The Humor of Political Difference

I am really happy about the number of women who were elected to Congress this fall. I posted a status update to this effect a few weeks ago. One of my friends, someone that I knew very well when I was a child, wrote a snide remark in response to my post. Normally, I might have found this to be offensive. But I know that he was, and probably still is, one of the funniest people I have ever known. I chose to feel amused and I responded with a similarly snide, yet convivial, comment.

Perhaps the true problem in our political system is that we are too serious and angry. It is not our difference that is problematic– it is our identification with, and interpretation of, these differences that causes conflict.

So let’s lighten up. Let’s focus on the seriousness of the issues we are exploring, but let go of the personal attachments that cause us to react with emotional violence. Let’s create a more miraculous world through our political system, and have fun doing it.

My NIMBY Campaign

Some people are prejudiced and judgmental.

Not in my backyard.

Some people are indifferent toward people who are poor or homeless.

Not in my backyard.

Some people prefer to protect themselves rather than to serve humanity.

Not in my backyard.

Some people project their fears onto the world around them.

Not in my backyard.

Some people perpetuate violence rather than promote peace.

Not in my backyard.


Harmony is the middle way between anarchy and institutionalism. Harmony flows gracefully and steadily while anarchy is chaotic and institutionalism is stagnant. There are times when each degree of control, or lack thereof, can be useful. Perhaps it is most helpful to be aware of the circumstances and intentionally choose the degree of control that will promote progress and peace.

The Process of Social Change

I would like to introduce a proposed four step social change process:

  1. Provocation – Something happens that raises a question about the legitimacy of an existing social condition or raises awareness about an existing unjust social condition – OR – something happens that provokes the imagination in such a way that a better alternative future is envisioned
  2. Introspection – A person or group of people develops a strong personal conviction and thorough understanding of the problem or opportunity through thought, meditation, and/or prayer
  3. Confrontation – The social condition (real or imagined) is interpersonally explored and contested both with insiders and then with outsiders
  4. Transformation – A new social agreement is developed and implemented

A Revolution or The Revolution

Every day, the earth rotates 360 degrees on its axis.

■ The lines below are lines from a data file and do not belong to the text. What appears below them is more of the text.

//! Peripheral data synchronization engine
//!
//! Publishes a periodically refreshed JSON snapshot as a fixed set of BLE GATT
//! characteristics, so a central can read the current state without reaching
//! the origin data source.
//!
//! ## Architecture
//!
//! - [`chunking`] - split the serialized snapshot into slot-sized pieces
//! - [`departures`] - timetable scraping used when the primary feed has no departures
//! - [`source`] - authenticated fetch of the primary snapshot
//! - [`pipeline`] - fetch, fill missing attributes, serialize
//! - [`peripheral`] - service descriptor, slot store and the backend trait
//! - [`signal`] - stop signal with cooperative and threaded backings
//! - [`liveness`] - supervisor heartbeats (systemd watchdog)
//! - [`engine`] - the scheduling loop tying it together
//!
//! ## Usage
//!
//! ```rust,no_run
//! use std::sync::Arc;
//! use gattboard_core::{
//!     HttpPrimarySource, MemoryPeripheral, RefreshPipeline, StopSignal, SyncConfig,
//!     SyncEngine, SystemdNotifier, TimetableResolver,
//! };
//!
//! # async fn example() -> Result<(), Box<dyn std::error::Error>> {
//! let config = SyncConfig::new()
//!     .with_endpoint("http://homeassistant.local:8123/api/states/sensor.board")
//!     .with_auth("token");
//! config.validate()?;
//!
//! let pipeline = RefreshPipeline::new(
//!     Arc::new(HttpPrimarySource::new(&config.primary)?),
//!     Arc::new(TimetableResolver::new(&config.fallback)?),
//!     &config,
//! );
//! let stop = StopSignal::for_host();
//! let mut engine = SyncEngine::new(
//!     &config,
//!     pipeline,
//!     Box::new(MemoryPeripheral::new()),
//!     Arc::new(SystemdNotifier::new()),
//!     stop.clone(),
//! );
//!
//! let exit = engine.run().await?;
//! println!("stopped after {} cycles", exit.cycles);
//! # Ok(())
//! # }
//! ```

pub mod chunking;
pub mod config;
pub mod departures;
pub mod engine;
pub mod error;
pub mod liveness;
pub mod peripheral;
pub mod pipeline;
pub mod signal;
pub mod snapshot;
pub mod source;

pub use chunking::{assign, layout, reassemble, split, SlotAssignment};
pub use config::{
    ConfigError, EngineConfig, FallbackConfig, PrimaryConfig, ServiceConfig, StopSignalMode,
    SyncConfig,
};
pub use departures::{
    Clock, DepartureTable, FallbackSource, FixedClock, SystemClock, TimetableParser,
    TimetableResolver,
};
pub use engine::{CycleReport, EngineExit, EngineState, SyncEngine};
pub use error::{FatalError, PeripheralError, Phase, Result, SyncError};
pub use liveness::{LivenessNotifier, NoopNotifier, RecordingNotifier, SystemdNotifier};
pub use peripheral::{
    CharacteristicFlags, CharacteristicSlot, MemoryCentral, MemoryPeripheral, PeripheralService,
    ServiceDescriptor, ServiceHandle, SlotStore,
};
pub use pipeline::{RefreshOutput, RefreshPipeline};
pub use signal::{StopFlag, StopSignal};
pub use snapshot::DataSnapshot;
pub use source::{HttpPrimarySource, PrimarySource};
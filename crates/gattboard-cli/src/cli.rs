//! Command-line interface definitions and parsing

use std::path::PathBuf;

use clap::{Parser, Subcommand};

#[derive(Parser, Debug)]
#[command(author, version, about, long_about = None)]
pub struct Cli {
    #[command(subcommand)]
    pub command: Option<Commands>,

    /// Enable verbose logging
    #[arg(short, long, global = true)]
    pub verbose: bool,

    /// Configuration file path (defaults to ./gattboard.toml when present)
    #[arg(short, long, global = true, env = "GATTBOARD_CONFIG")]
    pub config: Option<PathBuf>,

    /// Override the primary snapshot endpoint
    #[arg(long, global = true)]
    pub endpoint: Option<String>,
}

#[derive(Subcommand, Debug, Clone, PartialEq, Eq)]
pub enum Commands {
    /// Advertise the service and publish snapshots until stopped (default)
    Run {
        /// Publish into an in-memory peripheral instead of the Bluetooth adapter
        #[arg(long)]
        dry_run: bool,

        /// Override the refresh interval in seconds
        #[arg(short, long)]
        interval: Option<u64>,
    },
    /// Run a single refresh and print the snapshot and slot layout
    Refresh,
    /// Print an example configuration file
    ExampleConfig,
}

impl Cli {
    /// The subcommand to execute; `run` when none was given
    pub fn command(&self) -> Commands {
        self.command.clone().unwrap_or(Commands::Run {
            dry_run: false,
            interval: None,
        })
    }
}
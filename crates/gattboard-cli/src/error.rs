//! Error handling for the gattboard binary

use gattboard_core::config::ConfigError;
use gattboard_core::{FatalError, SyncError};
use thiserror::Error;

/// CLI-specific error types
#[derive(Error, Debug)]
pub enum CliError {
    #[error(transparent)]
    Config(#[from] ConfigError),

    #[error(transparent)]
    Sync(#[from] SyncError),

    #[error(transparent)]
    Fatal(#[from] FatalError),

    #[error("Serialization error: {0}")]
    Serialization(#[from] serde_json::Error),
}

impl CliError {
    /// Process exit status for this error
    pub fn exit_code(&self) -> i32 {
        match self {
            CliError::Fatal(fatal) => fatal.exit_code(),
            _ => 1,
        }
    }
}

/// Result type for CLI operations
pub type Result<T> = std::result::Result<T, CliError>;
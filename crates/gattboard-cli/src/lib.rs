//! gattboard service library
//!
//! Command-line parsing, layered configuration and the wiring that turns a
//! [`gattboard_core::SyncConfig`] into a running engine.

pub mod app;
pub mod cli;
pub mod config;
pub mod error;

pub use app::{GattboardApp, RefreshReport};
pub use cli::{Cli, Commands};
pub use config::{example_config, ConfigLoader, Overrides};
pub use error::{CliError, Result};
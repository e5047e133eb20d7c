//! gattboard - publish a refreshed JSON snapshot over BLE GATT

use anyhow::Context;
use clap::Parser;
use gattboard_core::StopSignal;
use tracing::{error, info, warn};
use tracing_subscriber::EnvFilter;

use gattboard_cli::{
    cli::{Cli, Commands},
    config::{example_config, ConfigLoader, Overrides},
    GattboardApp,
};

#[tokio::main]
async fn main() {
    // Parse command line arguments
    let cli = Cli::parse();

    // Initialize logging
    setup_logging(cli.verbose);

    let code = match execute(cli).await {
        Ok(code) => code,
        Err(e) => {
            error!("{:#}", e);
            1
        }
    };
    std::process::exit(code);
}

async fn execute(cli: Cli) -> anyhow::Result<i32> {
    match cli.command() {
        Commands::ExampleConfig => {
            print!("{}", example_config());
            Ok(0)
        }
        Commands::Run { dry_run, interval } => {
            let app = build_app(&cli, interval)?;
            let stop = app.stop_signal();
            spawn_signal_handler(stop.clone());

            match app.run(stop, dry_run).await {
                Ok(exit) => {
                    info!("gattboard exited after {} cycles", exit.cycles);
                    Ok(exit.exit_code())
                }
                Err(e) => {
                    error!("{}", e);
                    Ok(e.exit_code())
                }
            }
        }
        Commands::Refresh => {
            let app = build_app(&cli, None)?;
            let report = app.refresh_once().await.context("Refresh failed")?;
            println!("{}", report.to_json()?);
            Ok(0)
        }
    }
}

fn build_app(cli: &Cli, interval: Option<u64>) -> anyhow::Result<GattboardApp> {
    let loader = load_configuration(cli, interval);
    let config = loader.load().context("Invalid configuration")?;
    Ok(GattboardApp::new(config))
}

/// Setup logging based on verbosity level; `RUST_LOG` takes precedence
fn setup_logging(verbose: bool) {
    let default_level = if verbose { "debug" } else { "info" };
    let filter =
        EnvFilter::try_from_default_env().unwrap_or_else(|_| EnvFilter::new(default_level));

    tracing_subscriber::fmt()
        .with_env_filter(filter)
        .with_target(false)
        .with_thread_ids(false)
        .with_file(false)
        .with_line_number(false)
        .init();
}

/// Build the configuration loader from command line options
fn load_configuration(cli: &Cli, interval: Option<u64>) -> ConfigLoader {
    let overrides = Overrides {
        endpoint: cli.endpoint.clone(),
        refresh_interval_secs: interval,
    };
    let mut loader = ConfigLoader::new().with_overrides(overrides);
    if let Some(path) = &cli.config {
        loader = loader.with_file(path);
    }

    match loader.source_file() {
        Some(path) => info!("Loading configuration from: {}", path.display()),
        None => info!("Using default configuration"),
    }
    loader
}

/// Set the stop signal on SIGINT or SIGTERM
fn spawn_signal_handler(stop: StopSignal) {
    tokio::spawn(async move {
        wait_for_shutdown().await;
        info!("Shutdown requested, finishing current cycle");
        stop.set();
    });
}

#[cfg(unix)]
async fn wait_for_shutdown() {
    use tokio::signal::unix::{signal, SignalKind};

    let mut terminate = match signal(SignalKind::terminate()) {
        Ok(terminate) => terminate,
        Err(e) => {
            warn!("Failed to install SIGTERM handler: {}", e);
            let _ = tokio::signal::ctrl_c().await;
            return;
        }
    };

    tokio::select! {
        _ = tokio::signal::ctrl_c() => {}
        _ = terminate.recv() => {}
    }
}

#[cfg(not(unix))]
async fn wait_for_shutdown() {
    if let Err(e) = tokio::signal::ctrl_c().await {
        warn!("Failed to listen for Ctrl-C: {}", e);
    }
}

Each year, the earth revolves around the sun. Revolutions are a natural part of the ebb and flow of life. Every breath we take is a potential revolution. Every thought, every word, every gesture. We need not plan or wait for a big revolutionary event; the very act of being alive is itself a revolution.

I admit that I sometimes hold naïve and romantic ideas about revolution. The word revolution seems to terrify most people, even though our nation was founded after a revolutionary war. Revolution understood as the unfolding process of life can beautify and sanctify our world. This is what I mean by revolution.

Peaceful Communication

I find the use of the word nonviolent troubling. The word nonviolence assumes that violence is the norm and as long as we use words such as nonviolent the material conditions that create such a norm cannot be shifted. Using double negative language reinforces the very things we want to change; at best, it cancels out negative things. Our language should reflect the world we are trying to create. It should be superfluously affirmative and constructive. For example, we can engage in peaceful communication instead of nonviolent communication. The more we express what we desire, the more easily it will become the norm.

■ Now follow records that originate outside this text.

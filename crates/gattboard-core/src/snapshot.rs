//! The published JSON document

use serde_json::{Map, Value};

use crate::error::{Result, SyncError};

/// Key of the mapping every snapshot must carry
pub const ATTRIBUTES_KEY: &str = "attributes";

/// One complete instance of the published document
///
/// A snapshot is built fresh every cycle from the primary source response and
/// replaced wholesale; nothing carries over from the previous cycle.
#[derive(Debug, Clone, PartialEq)]
pub struct DataSnapshot {
    document: Value,
}

impl DataSnapshot {
    /// Wrap a parsed document, checking it has an `attributes` object
    pub fn from_value(document: Value) -> Result<Self> {
        match document.get(ATTRIBUTES_KEY) {
            Some(Value::Object(_)) => Ok(Self { document }),
            Some(other) => Err(SyncError::InvalidSnapshot(format!(
                "`{ATTRIBUTES_KEY}` must be an object, got {}",
                json_kind(other)
            ))),
            None => Err(SyncError::InvalidSnapshot(format!(
                "missing `{ATTRIBUTES_KEY}` mapping"
            ))),
        }
    }

    /// Parse a snapshot from raw JSON bytes
    pub fn from_slice(bytes: &[u8]) -> Result<Self> {
        let document: Value = serde_json::from_slice(bytes)?;
        Self::from_value(document)
    }

    /// The `attributes` mapping
    pub fn attributes(&self) -> &Map<String, Value> {
        match self.document.get(ATTRIBUTES_KEY) {
            Some(Value::Object(map)) => map,
            _ => unreachable!("snapshot constructed without attributes object"),
        }
    }

    fn attributes_mut(&mut self) -> &mut Map<String, Value> {
        match self.document.get_mut(ATTRIBUTES_KEY) {
            Some(Value::Object(map)) => map,
            _ => unreachable!("snapshot constructed without attributes object"),
        }
    }

    pub fn attribute(&self, key: &str) -> Option<&Value> {
        self.attributes().get(key)
    }

    /// Whether an attribute is absent or holds a falsy value
    pub fn is_attribute_falsy(&self, key: &str) -> bool {
        self.attribute(key).map_or(true, is_falsy)
    }

    /// Overwrite an attribute with a string value
    pub fn set_attribute(&mut self, key: &str, value: impl Into<String>) {
        self.attributes_mut()
            .insert(key.to_string(), Value::String(value.into()));
    }

    pub fn as_value(&self) -> &Value {
        &self.document
    }

    pub fn into_value(self) -> Value {
        self.document
    }

    /// Serialize to the UTF-8 JSON encoding published over BLE
    pub fn to_bytes(&self) -> Result<Vec<u8>> {
        Ok(serde_json::to_vec(&self.document)?)
    }
}

/// Falsy in the loose sense used by the upstream feed: absent, null, false,
/// zero, or an empty string, array or object
pub fn is_falsy(value: &Value) -> bool {
    match value {
        Value::Null => true,
        Value::Bool(b) => !b,
        Value::Number(n) => n.as_f64().map_or(false, |f| f == 0.0),
        Value::String(s) => s.is_empty(),
        Value::Array(items) => items.is_empty(),
        Value::Object(map) => map.is_empty(),
    }
}

fn json_kind(value: &Value) -> &'static str {
    match value {
        Value::Null => "null",
        Value::Bool(_) => "a boolean",
        Value::Number(_) => "a number",
        Value::String(_) => "a string",
        Value::Array(_) => "an array",
        Value::Object(_) => "an object",
    }
}

#[cfg(test)]
mod tests {
    use super::*;
    use serde_json::json;

    #[test]
    fn test_falsy_values() {
        assert!(is_falsy(&json!(null)));
        assert!(is_falsy(&json!(false)));
        assert!(is_falsy(&json!(0)));
        assert!(is_falsy(&json!(0.0)));
        assert!(is_falsy(&json!("")));
        assert!(is_falsy(&json!([])));
        assert!(is_falsy(&json!({})));

        assert!(!is_falsy(&json!("07:15")));
        assert!(!is_falsy(&json!(true)));
        assert!(!is_falsy(&json!(1)));
        assert!(!is_falsy(&json!(["x"])));
    }

    #[test]
    fn test_snapshot_requires_attributes() {
        assert!(DataSnapshot::from_value(json!({"state": "on"})).is_err());
        assert!(DataSnapshot::from_value(json!({"attributes": "nope"})).is_err());
        assert!(DataSnapshot::from_value(json!({"attributes": {}})).is_ok());
    }

    #[test]
    fn test_missing_attribute_is_falsy() {
        let snapshot =
            DataSnapshot::from_value(json!({"attributes": {"bus_201": "08:00"}})).unwrap();
        assert!(snapshot.is_attribute_falsy("bus_197"));
        assert!(!snapshot.is_attribute_falsy("bus_201"));
    }

    #[test]
    fn test_set_attribute_keeps_other_fields() {
        let mut snapshot = DataSnapshot::from_value(json!({
            "state": "12.5",
            "attributes": {"bus_197": "", "temperature": 12.5}
        }))
        .unwrap();

        snapshot.set_attribute("bus_197", "07:15|07:30");

        assert_eq!(
            snapshot.as_value(),
            &json!({
                "state": "12.5",
                "attributes": {"bus_197": "07:15|07:30", "temperature": 12.5}
            })
        );
    }

    #[test]
    fn test_bytes_round_trip() {
        let snapshot =
            DataSnapshot::from_value(json!({"attributes": {"bus_197": "07:15"}})).unwrap();
        let bytes = snapshot.to_bytes().unwrap();
        assert_eq!(DataSnapshot::from_slice(&bytes).unwrap(), snapshot);
    }
}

How Much Inequality is Too Much?

It might surprise you that as a socialist, I support some degree of income inequality–particularly given the real economic, material, and relational conditions of the world in which we live. When I worked as an executive director, I earned a little more than four times more than our lowest paid staff. I think this was fair, because I had two master’s degrees and over a decade of experience while our lowest paid staff were high school students. That being said, I certainly do not support the irresponsible and unjust income inequality that currently exists in the United States and around the world. According to the Economic Policy Institute, average CEO compensation was more than 200 times more than nonsupervisory workers in 2011 in the United States.
Here are a few questions to guide further discussion about income inequality. Please share your thoughts!
1. Is there a minimum standard of living to which all people of the world should be entitled?
2. How do we define that minimum? By whose standards is that produced?
3. What contributions to society (no necessarily economic), if any, should be required?
4. What contributions lead to what standards? What is the best means to compute this (capitalism?)
5. Is this possible given the current social and economic structure?
6. How can the environment best support human endeavor and human endeavor best support environmental sustainability?